Why not change the behaviour of the <<
and >>
operators themselves? (Just have 1u32 << 100
evaluate to 0
rather than the overflow-panic/wrapping behaviour.)
Leaving aside whether Rust would have designed these operators like that pre-1.0 (which I don't think Rust should have), I don't think we should change these operators at this point, because that would make them not match the behavior of any existing CPUs, and require multiple instructions rather than one. (In some cases we could optimize away the additional instructions, but I don't think our default operator semantics should have a mismatch with CPUs.)
Not sure if you consider nVidia GPUs an "existing CPU" but the PTX instruction set for shl
/shr
did specify
Shift amounts greater than the register width N are clamped to N.

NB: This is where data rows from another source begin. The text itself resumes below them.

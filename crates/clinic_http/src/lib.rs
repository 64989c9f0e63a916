//! JSON HTTP front end for the clinic records system.
//!
//! Routes keep the flat `/add_*` and `/get_*` layout of the browser client.
//! All persistence goes through `clinic_core`.

mod error;
mod handlers;

use axum::extract::Request;
use axum::middleware::{self, Next};
use axum::response::Response;
use axum::routing::{get, post};
use axum::Router;
use clinic_core::ClinicConfig;
use log::info;
use std::sync::Arc;
use std::time::Instant;

pub use error::ApiError;

/// State shared by every handler.
#[derive(Clone)]
pub struct AppState {
    pub config: Arc<ClinicConfig>,
}

/// Builds the full route table over the configured database.
pub fn router(config: ClinicConfig) -> Router {
    let state = AppState {
        config: Arc::new(config),
    };

    Router::new()
        .route("/health", get(handlers::health))
        .route("/add_patient", post(handlers::add_patient))
        .route("/get_patients", get(handlers::get_patients))
        .route("/add_doctor", post(handlers::add_doctor))
        .route("/get_doctors", get(handlers::get_doctors))
        .route("/add_appointment", post(handlers::add_appointment))
        .route("/get_appointments", get(handlers::get_appointments))
        .route("/add_lab", post(handlers::add_lab))
        .route("/get_lab", get(handlers::get_lab))
        .route("/add_bill", post(handlers::add_bill))
        .route("/get_bills", get(handlers::get_bills))
        .route("/get_patient_summary", get(handlers::get_patient_summary))
        .route("/get_doctor_workload", get(handlers::get_doctor_workload))
        .layer(middleware::from_fn(log_request))
        .with_state(state)
}

async fn log_request(request: Request, next: Next) -> Response {
    let method = request.method().clone();
    let path = request.uri().path().to_string();
    let started = Instant::now();

    let response = next.run(request).await;
    info!(
        "event=http_request module=http method={} path={} status={} elapsed_ms={}",
        method,
        path,
        response.status().as_u16(),
        started.elapsed().as_millis()
    );
    response
}
//! Doctor repository contracts and SQLite implementation.
//!
//! # Responsibility
//! - Provide CRUD APIs over the `doctors` table.
//!
//! # Invariants
//! - Write paths validate input before SQL mutations.
//! - Listing is ordered by `id ASC`.
//! - Update/delete on a missing id is a no-op, not an error.

use crate::model::doctor::{Doctor, DoctorId, DoctorPatch, NewDoctor};
use crate::repo::common::ensure_connection_ready;
use crate::repo::error::RepoResult;
use rusqlite::{params, Connection, OptionalExtension, Row};

const DOCTOR_COLUMNS: &[&str] = &["id", "name", "specialization", "contact"];

const DOCTOR_SELECT_SQL: &str = "SELECT
    id,
    name,
    specialization,
    contact
FROM doctors";

/// Repository interface for doctor CRUD operations.
pub trait DoctorRepository {
    /// Inserts one doctor and returns the stored row.
    fn create_doctor(&self, doctor: NewDoctor) -> RepoResult<Doctor>;
    fn get_doctor(&self, id: DoctorId) -> RepoResult<Option<Doctor>>;
    /// Lists all doctors ordered by id.
    fn list_doctors(&self) -> RepoResult<Vec<Doctor>>;
    /// Applies supplied overrides; returns `None` when `id` does not exist.
    fn update_doctor(&self, id: DoctorId, patch: DoctorPatch) -> RepoResult<Option<Doctor>>;
    /// Deletes one doctor; returns whether a row was removed.
    fn delete_doctor(&self, id: DoctorId) -> RepoResult<bool>;
}

/// SQLite-backed doctor repository.
pub struct SqliteDoctorRepository<'conn> {
    conn: &'conn Connection,
}

impl<'conn> SqliteDoctorRepository<'conn> {
    /// Creates repository from migrated connection.
    pub fn try_new(conn: &'conn Connection) -> RepoResult<Self> {
        ensure_connection_ready(conn, "doctors", DOCTOR_COLUMNS)?;
        Ok(Self { conn })
    }
}

impl DoctorRepository for SqliteDoctorRepository<'_> {
    fn create_doctor(&self, doctor: NewDoctor) -> RepoResult<Doctor> {
        let doctor = doctor.normalized()?;

        self.conn.execute(
            "INSERT INTO doctors (name, specialization, contact) VALUES (?1, ?2, ?3);",
            params![
                doctor.name.as_str(),
                doctor.specialization.as_deref(),
                doctor.contact.as_deref(),
            ],
        )?;

        Ok(Doctor {
            id: self.conn.last_insert_rowid(),
            name: doctor.name,
            specialization: doctor.specialization,
            contact: doctor.contact,
        })
    }

    fn get_doctor(&self, id: DoctorId) -> RepoResult<Option<Doctor>> {
        let doctor = self
            .conn
            .query_row(
                &format!("{DOCTOR_SELECT_SQL} WHERE id = ?1;"),
                [id],
                parse_doctor_row,
            )
            .optional()?;
        Ok(doctor)
    }

    fn list_doctors(&self) -> RepoResult<Vec<Doctor>> {
        let mut stmt = self
            .conn
            .prepare(&format!("{DOCTOR_SELECT_SQL} ORDER BY id ASC;"))?;
        let mut rows = stmt.query([])?;
        let mut doctors = Vec::new();
        while let Some(row) = rows.next()? {
            doctors.push(parse_doctor_row(row)?);
        }
        Ok(doctors)
    }

    fn update_doctor(&self, id: DoctorId, patch: DoctorPatch) -> RepoResult<Option<Doctor>> {
        let Some(existing) = self.get_doctor(id)? else {
            return Ok(None);
        };
        let updated = existing.apply(patch)?;

        self.conn.execute(
            "UPDATE doctors
             SET
                name = ?1,
                specialization = ?2,
                contact = ?3
             WHERE id = ?4;",
            params![
                updated.name.as_str(),
                updated.specialization.as_deref(),
                updated.contact.as_deref(),
                id,
            ],
        )?;

        Ok(Some(updated))
    }

    fn delete_doctor(&self, id: DoctorId) -> RepoResult<bool> {
        let changed = self.conn.execute("DELETE FROM doctors WHERE id = ?1;", [id])?;
        Ok(changed > 0)
    }
}

fn parse_doctor_row(row: &Row<'_>) -> rusqlite::Result<Doctor> {
    Ok(Doctor {
        id: row.get("id")?,
        name: row.get("name")?,
        specialization: row.get("specialization")?,
        contact: row.get("contact")?,
    })
}
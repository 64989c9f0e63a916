//! SQLite storage for the clinic records.
//!
//! # Responsibility
//! - Hand out configured, fully migrated connections.
//!
//! # Invariants
//! - `foreign_keys` is ON for every connection returned here, which is what
//!   makes patient deletes cascade and doctor deletes clear assignments.
//! - No clinic table is touched before migrations finish.

use std::error::Error;
use std::fmt::{Display, Formatter};

pub mod migrations;
mod open;

pub use open::{open_db, open_db_in_memory};

pub type DbResult<T> = Result<T, DbError>;

#[derive(Debug)]
pub enum DbError {
    Sqlite(rusqlite::Error),
    /// A migration step failed; the schema stays at the previous version.
    Migration {
        version: u32,
        source: rusqlite::Error,
    },
    /// The file was written by a newer build.
    UnsupportedSchemaVersion {
        db_version: u32,
        latest_supported: u32,
    },
}

impl DbError {
    /// True for CHECK, NOT NULL, UNIQUE and FOREIGN KEY failures.
    pub fn is_constraint_violation(&self) -> bool {
        let err = match self {
            Self::Sqlite(err) | Self::Migration { source: err, .. } => err,
            Self::UnsupportedSchemaVersion { .. } => return false,
        };
        err.sqlite_error_code() == Some(rusqlite::ErrorCode::ConstraintViolation)
    }
}

impl Display for DbError {
    fn fmt(&self, f: &mut Formatter<'_>) -> std::fmt::Result {
        match self {
            Self::Sqlite(err) => write!(f, "sqlite error: {err}"),
            Self::Migration { version, source } => {
                write!(f, "schema migration to version {version} failed: {source}")
            }
            Self::UnsupportedSchemaVersion {
                db_version,
                latest_supported,
            } => write!(
                f,
                "database schema version {db_version} is newer than this build supports ({latest_supported})"
            ),
        }
    }
}

impl Error for DbError {
    fn source(&self) -> Option<&(dyn Error + 'static)> {
        match self {
            Self::Sqlite(err) | Self::Migration { source: err, .. } => Some(err),
            Self::UnsupportedSchemaVersion { .. } => None,
        }
    }
}

impl From<rusqlite::Error> for DbError {
    fn from(value: rusqlite::Error) -> Self {
        Self::Sqlite(value)
    }
}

The wrapping behavior is true for basically every other target though (x86, arm, wasm, sparc, riscv, powerpc, mips, m68k, loongarch64, hexagon, bpf)
BTW I think NVPTX's shf
terminology (.wrap, .clamp) is more familiar than the term "rangeless".
impl u64 {
pub fn wrapping_shl(self, rhs: u32) -> Self {
self << (rhs & 63)
}
pub fn clamping_shl(self, rhs: u32) -> Self { // or `clamped_shl`
if rhs < 64 { self << rhs } else { 0 }
}
}
We discussed this ACP in today's standard library API meeting. The team members present agreed there is a compelling motivation for the standard library to provide the proposed rangeless shift behavior. Before we accept the new methods, we'd like to ask for some other naming options to be brainstormed.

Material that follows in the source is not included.